—  1 juin 2018

La Commission européenne vient d’arbitrer et de présenter ses propositions pour la future Politique Agricole Commune (PAC).

Je regrette que les positions adoptées par le Parlement européen à une très large majorité via le rapport de mon collègue Herbert Dorfmann soient autant ignorées. Tel que je le présentais depuis quelques jours, c’est une « programmation technocratique verdie à l’extrême » fondée sur des stratégies nationales potentiellement divergentes qui est proposée par la Commission européenne. On n’y trouve plus « la politique », on distingue à peine « l’agricole » et on observe la décomposition du « commun ».

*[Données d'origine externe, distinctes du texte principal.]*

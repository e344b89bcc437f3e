//! Input preparation
//!
//! Providers choke on invisible formatting characters, so they are removed
//! once before the first stage.

use super::types::TranslateError;

/// Zero-width space through right-to-left mark
const ZERO_WIDTH: std::ops::RangeInclusive<char> = '\u{200B}'..='\u{200F}';

/// Bidirectional embedding and override controls
const BIDI_CONTROLS: std::ops::RangeInclusive<char> = '\u{202A}'..='\u{202E}';

/// Strip zero-width and bidi control characters and carriage returns
pub fn sanitize(text: &str) -> String {
    text.chars()
        .filter(|&ch| ch != '\r' && !ZERO_WIDTH.contains(&ch) && !BIDI_CONTROLS.contains(&ch))
        .collect()
}

/// Normalize a target language code and check it is plausibly ISO-shaped
/// (`hi`, `tam`, `zh-cn`).
pub fn validate_target_language(code: &str) -> Result<String, TranslateError> {
    let normalized = code.trim().to_lowercase();
    match normalized.chars().count() {
        2 | 3 | 5 => Ok(normalized),
        _ => Err(TranslateError::InvalidTargetLanguage(code.to_string())),
    }
}

/// Normalize a caller-supplied detected source language.
///
/// Empty or `"auto"` means no hint.
pub fn normalize_detected_source(code: Option<&str>) -> Option<String> {
    code.map(|c| c.trim().to_lowercase())
        .filter(|c| !c.is_empty() && c != "auto")
}

#[cfg(test)]
mod tests {
    use super::*;

    #[test]
    fn test_sanitize_strips_invisible_characters() {
        let dirty = "he\u{200B}llo\u{200F} \u{202A}wor\u{202E}ld\r\n";
        assert_eq!(sanitize(dirty), "hello world\n");
    }

    #[test]
    fn test_sanitize_keeps_indic_text() {
        // ZWJ (U+200D) is inside the stripped range; plain Devanagari is untouched
        assert_eq!(sanitize("नमस्ते"), "नमस्ते");
        assert_eq!(sanitize("வணக்கம்"), "வணக்கம்");
    }

    #[test]
    fn test_validate_target_language() {
        assert_eq!(validate_target_language(" HI ").unwrap(), "hi");
        assert_eq!(validate_target_language("tam").unwrap(), "tam");
        assert_eq!(validate_target_language("zh-CN").unwrap(), "zh-cn");
        assert!(validate_target_language("").is_err());
        assert!(validate_target_language("h").is_err());
        assert!(validate_target_language("hind").is_err());
        assert!(validate_target_language("english").is_err());
    }

    #[test]
    fn test_normalize_detected_source() {
        assert_eq!(normalize_detected_source(Some(" EN ")), Some("en".to_string()));
        assert_eq!(normalize_detected_source(Some("auto")), None);
        assert_eq!(normalize_detected_source(Some("")), None);
        assert_eq!(normalize_detected_source(None), None);
    }
}
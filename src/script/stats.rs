//! Character-class statistics
//!
//! Counts how much of a string belongs to each script the OCR pipeline
//! cares about. Ratios are always relative to the character count, with a
//! floor of 1 so empty input never divides by zero.

use serde::Serialize;
use unicode_properties::{GeneralCategory, UnicodeGeneralCategory};

/// Devanagari block (Hindi, Marathi, Nepali, Sanskrit)
pub const DEVANAGARI_RANGE: std::ops::RangeInclusive<char> = '\u{0900}'..='\u{097F}';

/// Tamil block
pub const TAMIL_RANGE: std::ops::RangeInclusive<char> = '\u{0B80}'..='\u{0BFF}';

/// Punctuation counted toward `punct_ratio`
const PUNCTUATION: &[char] = &[',', '.', ';', ':', '/', '\\', '-', '_'];

/// Immutable character-class breakdown of one string
#[derive(Debug, Clone, Copy, PartialEq, Serialize)]
pub struct ScriptStats {
    pub latin_ratio: f64,
    pub dev_ratio: f64,
    pub tam_ratio: f64,
    pub digit_ratio: f64,
    pub space_ratio: f64,
    pub punct_ratio: f64,
    pub printable_ratio: f64,
    /// Length in characters (not bytes)
    pub length: usize,
}

impl ScriptStats {
    /// Compute statistics for `text`
    pub fn compute(text: &str) -> Self {
        let mut length = 0usize;
        let mut latin = 0usize;
        let mut dev = 0usize;
        let mut tam = 0usize;
        let mut digits = 0usize;
        let mut spaces = 0usize;
        let mut punct = 0usize;
        let mut printable = 0usize;

        for ch in text.chars() {
            length += 1;
            if ch.is_ascii_alphabetic() {
                latin += 1;
            } else if is_devanagari(ch) {
                dev += 1;
            } else if is_tamil(ch) {
                tam += 1;
            }
            if is_decimal_digit(ch) {
                digits += 1;
            }
            if ch == ' ' {
                spaces += 1;
            }
            if PUNCTUATION.contains(&ch) {
                punct += 1;
            }
            if is_printable(ch) {
                printable += 1;
            }
        }

        let total = length.max(1) as f64;
        Self {
            latin_ratio: latin as f64 / total,
            dev_ratio: dev as f64 / total,
            tam_ratio: tam as f64 / total,
            digit_ratio: digits as f64 / total,
            space_ratio: spaces as f64 / total,
            punct_ratio: punct as f64 / total,
            printable_ratio: printable as f64 / total,
            length,
        }
    }
}

pub fn is_devanagari(ch: char) -> bool {
    DEVANAGARI_RANGE.contains(&ch)
}

pub fn is_tamil(ch: char) -> bool {
    TAMIL_RANGE.contains(&ch)
}

/// Decimal digits in any script (`Nd`), so `४` counts but `²` and `Ⅻ` do not
fn is_decimal_digit(ch: char) -> bool {
    ch.general_category() == GeneralCategory::DecimalNumber
}

/// Printable means a visible glyph or the ASCII space.
///
/// Control, format (ZWJ/ZWNJ), surrogate, private-use and unassigned code
/// points are not printable, nor is any separator other than U+0020.
fn is_printable(ch: char) -> bool {
    if ch == ' ' {
        return true;
    }
    !matches!(
        ch.general_category(),
        GeneralCategory::Control
            | GeneralCategory::Format
            | GeneralCategory::Surrogate
            | GeneralCategory::PrivateUse
            | GeneralCategory::Unassigned
            | GeneralCategory::SpaceSeparator
            | GeneralCategory::LineSeparator
            | GeneralCategory::ParagraphSeparator
    )
}
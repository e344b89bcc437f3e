//! Error types for the docbabel server

use axum::{
    http::StatusCode,
    response::{IntoResponse, Response},
    Json,
};
use serde::Serialize;
use thiserror::Error;

use crate::ocr::OcrError;
use crate::translate::{StageFailure, TranslateError};

/// Application-wide result type
pub type Result<T> = std::result::Result<T, AppError>;

/// Application error type
#[derive(Error, Debug)]
pub enum AppError {
    #[error("Bad request: {0}")]
    BadRequest(String),

    #[error("Internal error: {0}")]
    Internal(String),

    #[error("OCR error: {0}")]
    Ocr(#[from] OcrError),

    #[error("{0}")]
    Translate(#[from] TranslateError),

    #[error("No text could be recognized in the document")]
    NothingRecognized,

    #[error("All translation stages failed: {}", summarize(.0))]
    TranslationFailed(Vec<StageFailure>),
}

fn summarize(failures: &[StageFailure]) -> String {
    if failures.is_empty() {
        return "no translation providers configured".to_string();
    }
    failures
        .iter()
        .map(|f| format!("{} ({}): {}", f.stage, f.provider, f.reason))
        .collect::<Vec<_>>()
        .join("; ")
}

/// Error response body
#[derive(Serialize)]
struct ErrorResponse {
    error: String,
    message: String,
    #[serde(skip_serializing_if = "Option::is_none")]
    details: Option<String>,
}

impl IntoResponse for AppError {
    fn into_response(self) -> Response {
        let (status, error_type, message) = match &self {
            AppError::BadRequest(msg) => (StatusCode::BAD_REQUEST, "bad_request", msg.clone()),
            AppError::Internal(msg) => {
                tracing::error!("Internal error: {}", msg);
                (
                    StatusCode::INTERNAL_SERVER_ERROR,
                    "internal_error",
                    "An internal error occurred".to_string(),
                )
            }
            AppError::Ocr(e) => match e {
                OcrError::ImageDecode(_) => (
                    StatusCode::UNSUPPORTED_MEDIA_TYPE,
                    "unsupported_document",
                    "Upload a PNG, JPEG, TIFF or PDF document".to_string(),
                ),
                OcrError::Rasterize(_) => (
                    StatusCode::UNPROCESSABLE_ENTITY,
                    "unreadable_pdf",
                    "Failed to render PDF pages".to_string(),
                ),
                _ => {
                    tracing::error!("OCR error: {}", e);
                    (
                        StatusCode::INTERNAL_SERVER_ERROR,
                        "ocr_error",
                        "OCR engine failure".to_string(),
                    )
                }
            },
            AppError::Translate(e) => {
                let status = match e {
                    TranslateError::InputTooLarge { .. } => StatusCode::PAYLOAD_TOO_LARGE,
                    _ => StatusCode::BAD_REQUEST,
                };
                (status, "invalid_translation_request", e.to_string())
            }
            AppError::NothingRecognized => (
                StatusCode::UNPROCESSABLE_ENTITY,
                "nothing_recognized",
                "No text could be recognized in the document".to_string(),
            ),
            AppError::TranslationFailed(failures) => {
                tracing::error!(stages = failures.len(), "Translation failed: {}", summarize(failures));
                (
                    StatusCode::BAD_GATEWAY,
                    "translation_failed",
                    "Translation failed, please try again later".to_string(),
                )
            }
        };

        let body = Json(ErrorResponse {
            error: error_type.to_string(),
            message,
            details: if cfg!(debug_assertions) {
                Some(self.to_string())
            } else {
                None
            },
        });

        (status, body).into_response()
    }
}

L’intégration des enjeux environnementaux et climatiques se fait en dépit du bon sens, dans une logique de surcoûts et de surenchères, alors que les revenus agricoles ont chuté ces dernières années et que les agriculteurs vont prendre de plein fouet la baisse annoncée du budget agricole : la direction assumée est « faire plus avec moins », alors que seule la durabilité économique des exploitations peut permettre des avancées significatives en matière environnementale et climatique.

Si je me réjouis de certaines avancées sur les aspects économiques (mise en place de programmes opérationnels sectoriels et réforme de la réserve de crise), elles restent trop timides pour réellement répondre aux enjeux de volatilité des prix et des aléas au sein du marché unique.

Le Parlement européen devra prendre toute sa part dans la réforme qui débute, incarner une vraie ambition politique pour l’agriculture européenne et rétablir la PAC dans ses trois aspects les plus consubstantiels.